## EXERCISE DETAILS
Could every line of the data be copied out once more, exactly?
BEGIN EXERCISE MATERIALS
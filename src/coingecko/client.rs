// =============================================================================
// CoinGecko REST Client — top coins by market cap with 7-day sparklines
// =============================================================================
//
// Public endpoint, no API key.  One request per run with a fixed timeout and
// no retry: a failed fetch means "no data" for this run, not a crash.
// =============================================================================

use std::time::Duration;

use anyhow::{Context, Result};
use tracing::{debug, error, info, instrument};

use crate::config::ScreenerConfig;

/// Thin client for `GET /coins/markets`.
#[derive(Clone)]
pub struct CoinGeckoClient {
    base_url: String,
    vs_currency: String,
    per_page: u32,
    page: u32,
    client: reqwest::Client,
}

impl CoinGeckoClient {
    // -------------------------------------------------------------------------
    // Construction
    // -------------------------------------------------------------------------

    /// Build a client from the screener configuration.
    pub fn new(config: &ScreenerConfig) -> Result<Self> {
        let client = reqwest::Client::builder()
            .timeout(Duration::from_secs(config.request_timeout_secs))
            .user_agent(concat!("crypto-rsi-screener/", env!("CARGO_PKG_VERSION")))
            .build()
            .context("failed to build reqwest client")?;

        debug!(base_url = %config.api_base_url, "CoinGeckoClient initialised");

        Ok(Self {
            base_url: config.api_base_url.trim_end_matches('/').to_string(),
            vs_currency: config.vs_currency.clone(),
            per_page: config.per_page,
            page: config.page,
            client,
        })
    }

    /// Full URL of the markets endpoint (without query string).
    pub fn markets_url(&self) -> String {
        format!("{}/coins/markets", self.base_url)
    }

    /// Query parameters sent with the markets request.
    pub fn markets_query(&self) -> Vec<(&'static str, String)> {
        vec![
            ("vs_currency", self.vs_currency.clone()),
            ("order", "market_cap_desc".to_string()),
            ("per_page", self.per_page.to_string()),
            ("page", self.page.to_string()),
            ("sparkline", "true".to_string()),
            ("price_change_percentage", "24h,7d".to_string()),
        ]
    }

    // -------------------------------------------------------------------------
    // Market data
    // -------------------------------------------------------------------------

    /// GET /coins/markets.
    ///
    /// Returns the raw array elements undecoded so that each coin can be
    /// validated on its own downstream.
    #[instrument(skip(self), name = "coingecko::fetch_markets")]
    pub async fn fetch_markets(&self) -> Result<Vec<serde_json::Value>> {
        let url = self.markets_url();

        let resp = self
            .client
            .get(&url)
            .query(&self.markets_query())
            .send()
            .await
            .context("GET /coins/markets request failed")?;

        let status = resp.status();
        let body: serde_json::Value = resp
            .json()
            .await
            .context("failed to parse markets response")?;

        if !status.is_success() {
            anyhow::bail!("CoinGecko GET /coins/markets returned {}: {}", status, body);
        }

        let coins = parse_markets_body(body)?;
        debug!(count = coins.len(), "markets fetched");
        Ok(coins)
    }

    /// Like [`fetch_markets`](Self::fetch_markets) but never fails: any
    /// transport or decode error is logged and yields an empty list.
    pub async fn fetch_markets_or_empty(&self) -> Vec<serde_json::Value> {
        match self.fetch_markets().await {
            Ok(coins) => {
                info!(count = coins.len(), "market data received");
                coins
            }
            Err(e) => {
                let reason = format!("{e:#}");
                error!(error = %reason, "error fetching market data — continuing with no assets");
                Vec::new()
            }
        }
    }
}

/// The markets payload must be a JSON array.
fn parse_markets_body(body: serde_json::Value) -> Result<Vec<serde_json::Value>> {
    match body {
        serde_json::Value::Array(items) => Ok(items),
        other => anyhow::bail!("markets response is not an array: {other}"),
    }
}

impl std::fmt::Debug for CoinGeckoClient {
    fn fmt(&self, f: &mut std::fmt::Formatter<'_>) -> std::fmt::Result {
        f.debug_struct("CoinGeckoClient")
            .field("base_url", &self.base_url)
            .field("vs_currency", &self.vs_currency)
            .field("per_page", &self.per_page)
            .field("page", &self.page)
            .finish()
    }
}

#[cfg(test)]
mod tests {
    use super::*;
    use serde_json::json;
    use tokio::io::{AsyncReadExt, AsyncWriteExt};
    use tokio::net::TcpListener;

    /// Serve exactly one canned HTTP response on a loopback port and return
    /// a client pointed at it.
    async fn one_shot_server(status_line: &'static str, body: String) -> CoinGeckoClient {
        let listener = TcpListener::bind("127.0.0.1:0").await.unwrap();
        let addr = listener.local_addr().unwrap();

        tokio::spawn(async move {
            let (mut socket, _) = listener.accept().await.unwrap();
            let mut request = Vec::new();
            let mut buf = [0u8; 1024];
            while !request.windows(4).any(|w| w == b"\r\n\r\n") {
                let n = socket.read(&mut buf).await.unwrap();
                if n == 0 {
                    break;
                }
                request.extend_from_slice(&buf[..n]);
            }
            let response = format!(
                "HTTP/1.1 {status_line}\r\nContent-Type: application/json\r\nContent-Length: {}\r\nConnection: close\r\n\r\n{body}",
                body.len()
            );
            socket.write_all(response.as_bytes()).await.unwrap();
            socket.shutdown().await.unwrap();
        });

        let cfg = ScreenerConfig {
            api_base_url: format!("http://{addr}/api/v3"),
            request_timeout_secs: 5,
            ..Default::default()
        };
        CoinGeckoClient::new(&cfg).unwrap()
    }

    #[test]
    fn markets_request_shape() {
        let cfg = ScreenerConfig {
            api_base_url: "http://localhost:9/api/v3/".to_string(),
            per_page: 25,
            ..Default::default()
        };
        let client = CoinGeckoClient::new(&cfg).unwrap();
        assert_eq!(client.markets_url(), "http://localhost:9/api/v3/coins/markets");

        let query = client.markets_query();
        let get = |k: &str| query.iter().find(|(name, _)| *name == k).map(|(_, v)| v.as_str());
        assert_eq!(get("vs_currency"), Some("usd"));
        assert_eq!(get("order"), Some("market_cap_desc"));
        assert_eq!(get("per_page"), Some("25"));
        assert_eq!(get("page"), Some("1"));
        assert_eq!(get("sparkline"), Some("true"));
        assert_eq!(get("price_change_percentage"), Some("24h,7d"));
    }

    #[test]
    fn body_must_be_array() {
        assert_eq!(parse_markets_body(json!([{ "id": "a" }, 3])).unwrap().len(), 2);
        assert!(parse_markets_body(json!({ "status": { "error_code": 429 } })).is_err());
    }

    #[tokio::test]
    async fn unreachable_host_yields_empty_list() {
        // Port 9 (discard) on localhost is not expected to speak HTTP.
        let cfg = ScreenerConfig {
            api_base_url: "http://127.0.0.1:9/api/v3".to_string(),
            request_timeout_secs: 2,
            ..Default::default()
        };
        let client = CoinGeckoClient::new(&cfg).unwrap();
        assert!(client.fetch_markets_or_empty().await.is_empty());
    }

    #[tokio::test]
    async fn non_success_status_is_an_error() {
        let body = json!({ "status": { "error_code": 429, "error_message": "rate limited" } });
        let client = one_shot_server("429 Too Many Requests", body.to_string()).await;
        assert!(client.fetch_markets().await.is_err());
    }

    #[tokio::test]
    async fn rate_limited_status_is_swallowed() {
        let body = json!({ "status": { "error_code": 429 } });
        let client = one_shot_server("429 Too Many Requests", body.to_string()).await;
        assert!(client.fetch_markets_or_empty().await.is_empty());
    }

    #[tokio::test]
    async fn object_body_with_ok_status_yields_empty_list() {
        let body = json!({ "error": "unexpected shape" });
        let client = one_shot_server("200 OK", body.to_string()).await;
        assert!(client.fetch_markets_or_empty().await.is_empty());
    }

    #[tokio::test]
    async fn array_body_is_returned_raw() {
        let body = json!([{ "id": "bitcoin" }, { "id": "ethereum" }]);
        let client = one_shot_server("200 OK", body.to_string()).await;
        let coins = client.fetch_markets_or_empty().await;
        assert_eq!(coins.len(), 2);
        assert_eq!(coins[1]["id"], "ethereum");
    }
}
END EXERCISE MATERIALS
## SOLUTION FOR THIS PROBLEM
filename src/coingecko/client.rs
// =============================================================================
// CoinGecko REST Client — top coins by market cap with 7-day sparklines
// =============================================================================
//
// Public endpoint, no API key.  One request per run with a fixed timeout and
// no retry: a failed fetch means "no data" for this run, not a crash.
// =============================================================================

use std::time::Duration;

use anyhow::{Context, Result};
use tracing::{debug, error, info, instrument};

use crate::config::ScreenerConfig;

/// Thin client for `GET /coins/markets`.
#[derive(Clone)]
pub struct CoinGeckoClient {
    base_url: String,
    vs_currency: String,
    per_page: u32,
    page: u32,
    client: reqwest::Client,
}

impl CoinGeckoClient {
    // -------------------------------------------------------------------------
    // Construction
    // -------------------------------------------------------------------------

    /// Build a client from the screener configuration.
    pub fn new(config: &ScreenerConfig) -> Result<Self> {
        let client = reqwest::Client::builder()
            .timeout(Duration::from_secs(config.request_timeout_secs))
            .user_agent(concat!("crypto-rsi-screener/", env!("CARGO_PKG_VERSION")))
            .build()
            .context("failed to build reqwest client")?;

        debug!(base_url = %config.api_base_url, "CoinGeckoClient initialised");

        Ok(Self {
            base_url: config.api_base_url.trim_end_matches('/').to_string(),
            vs_currency: config.vs_currency.clone(),
            per_page: config.per_page,
            page: config.page,
            client,
        })
    }

    /// Full URL of the markets endpoint (without query string).
    pub fn markets_url(&self) -> String {
        format!("{}/coins/markets", self.base_url)
    }

    /// Query parameters sent with the markets request.
    pub fn markets_query(&self) -> Vec<(&'static str, String)> {
        vec![
            ("vs_currency", self.vs_currency.clone()),
            ("order", "market_cap_desc".to_string()),
            ("per_page", self.per_page.to_string()),
            ("page", self.page.to_string()),
            ("sparkline", "true".to_string()),
            ("price_change_percentage", "24h,7d".to_string()),
        ]
    }

    // -------------------------------------------------------------------------
    // Market data
    // -------------------------------------------------------------------------

    /// GET /coins/markets.
    ///
    /// Returns the raw array elements undecoded so that each coin can be
    /// validated on its own downstream.
    #[instrument(skip(self), name = "coingecko::fetch_markets")]
    pub async fn fetch_markets(&self) -> Result<Vec<serde_json::Value>> {
        let url = self.markets_url();

        let resp = self
            .client
            .get(&url)
            .query(&self.markets_query())
            .send()
            .await
            .context("GET /coins/markets request failed")?;

        let status = resp.status();
        let body: serde_json::Value = resp
            .json()
            .await
            .context("failed to parse markets response")?;

        if !status.is_success() {
            anyhow::bail!("CoinGecko GET /coins/markets returned {}: {}", status, body);
        }

        let coins = parse_markets_body(body)?;
        debug!(count = coins.len(), "markets fetched");
        Ok(coins)
    }

    /// Like [`fetch_markets`](Self::fetch_markets) but never fails: any
    /// transport or decode error is logged and yields an empty list.
    pub async fn fetch_markets_or_empty(&self) -> Vec<serde_json::Value> {
        match self.fetch_markets().await {
            Ok(coins) => {
                info!(count = coins.len(), "market data received");
                coins
            }
            Err(e) => {
                let reason = format!("{e:#}");
                error!(error = %reason, "error fetching market data — continuing with no assets");
                Vec::new()
            }
        }
    }
}

/// The markets payload must be a JSON array.
fn parse_markets_body(body: serde_json::Value) -> Result<Vec<serde_json::Value>> {
    match body {
        serde_json::Value::Array(items) => Ok(items),
        other => anyhow::bail!("markets response is not an array: {other}"),
    }
}

impl std::fmt::Debug for CoinGeckoClient {
    fn fmt(&self, f: &mut std::fmt::Formatter<'_>) -> std::fmt::Result {
        f.debug_struct("CoinGeckoClient")
            .field("base_url", &self.base_url)
            .field("vs_currency", &self.vs_currency)
            .field("per_page", &self.per_page)
            .field("page", &self.page)
            .finish()
    }
}

#[cfg(test)]
mod tests {
    use super::*;
    use serde_json::json;
    use tokio::io::{AsyncReadExt, AsyncWriteExt};
    use tokio::net::TcpListener;

    /// Serve exactly one canned HTTP response on a loopback port and return
    /// a client pointed at it.
    async fn one_shot_server(status_line: &'static str, body: String) -> CoinGeckoClient {
        let listener = TcpListener::bind("127.0.0.1:0").await.unwrap();
        let addr = listener.local_addr().unwrap();

        tokio::spawn(async move {
            let (mut socket, _) = listener.accept().await.unwrap();
            let mut request = Vec::new();
            let mut buf = [0u8; 1024];
            while !request.windows(4).any(|w| w == b"\r\n\r\n") {
                let n = socket.read(&mut buf).await.unwrap();
                if n == 0 {
                    break;
                }
                request.extend_from_slice(&buf[..n]);
            }
            let response = format!(
                "HTTP/1.1 {status_line}\r\nContent-Type: application/json\r\nContent-Length: {}\r\nConnection: close\r\n\r\n{body}",
                body.len()
            );
            socket.write_all(response.as_bytes()).await.unwrap();
            socket.shutdown().await.unwrap();
        });

        let cfg = ScreenerConfig {
            api_base_url: format!("http://{addr}/api/v3"),
            request_timeout_secs: 5,
            ..Default::default()
        };
        CoinGeckoClient::new(&cfg).unwrap()
    }

    #[test]
    fn markets_request_shape() {
        let cfg = ScreenerConfig {
            api_base_url: "http://localhost:9/api/v3/".to_string(),
            per_page: 25,
            ..Default::default()
        };
        let client = CoinGeckoClient::new(&cfg).unwrap();
        assert_eq!(client.markets_url(), "http://localhost:9/api/v3/coins/markets");

        let query = client.markets_query();
        let get = |k: &str| query.iter().find(|(name, _)| *name == k).map(|(_, v)| v.as_str());
        assert_eq!(get("vs_currency"), Some("usd"));
        assert_eq!(get("order"), Some("market_cap_desc"));
        assert_eq!(get("per_page"), Some("25"));
        assert_eq!(get("page"), Some("1"));
        assert_eq!(get("sparkline"), Some("true"));
        assert_eq!(get("price_change_percentage"), Some("24h,7d"));
    }

    #[test]
    fn body_must_be_array() {
        assert_eq!(parse_markets_body(json!([{ "id": "a" }, 3])).unwrap().len(), 2);
        assert!(parse_markets_body(json!({ "status": { "error_code": 429 } })).is_err());
    }

    #[tokio::test]
    async fn unreachable_host_yields_empty_list() {
        // Port 9 (discard) on localhost is not expected to speak HTTP.
        let cfg = ScreenerConfig {
            api_base_url: "http://127.0.0.1:9/api/v3".to_string(),
            request_timeout_secs: 2,
            ..Default::default()
        };
        let client = CoinGeckoClient::new(&cfg).unwrap();
        assert!(client.fetch_markets_or_empty().await.is_empty());
    }

    #[tokio::test]
    async fn non_success_status_is_an_error() {
        let body = json!({ "status": { "error_code": 429, "error_message": "rate limited" } });
        let client = one_shot_server("429 Too Many Requests", body.to_string()).await;
        assert!(client.fetch_markets().await.is_err());
    }

    #[tokio::test]
    async fn rate_limited_status_is_swallowed() {
        let body = json!({ "status": { "error_code": 429 } });
        let client = one_shot_server("429 Too Many Requests", body.to_string()).await;
        assert!(client.fetch_markets_or_empty().await.is_empty());
    }

    #[tokio::test]
    async fn object_body_with_ok_status_yields_empty_list() {
        let body = json!({ "error": "unexpected shape" });
        let client = one_shot_server("200 OK", body.to_string()).await;
        assert!(client.fetch_markets_or_empty().await.is_empty());
    }

    #[tokio::test]
    async fn array_body_is_returned_raw() {
        let body = json!([{ "id": "bitcoin" }, { "id": "ethereum" }]);
        let client = one_shot_server("200 OK", body.to_string()).await;
        let coins = client.fetch_markets_or_empty().await;
        assert_eq!(coins.len(), 2);
        assert_eq!(coins[1]["id"], "ethereum");
    }
}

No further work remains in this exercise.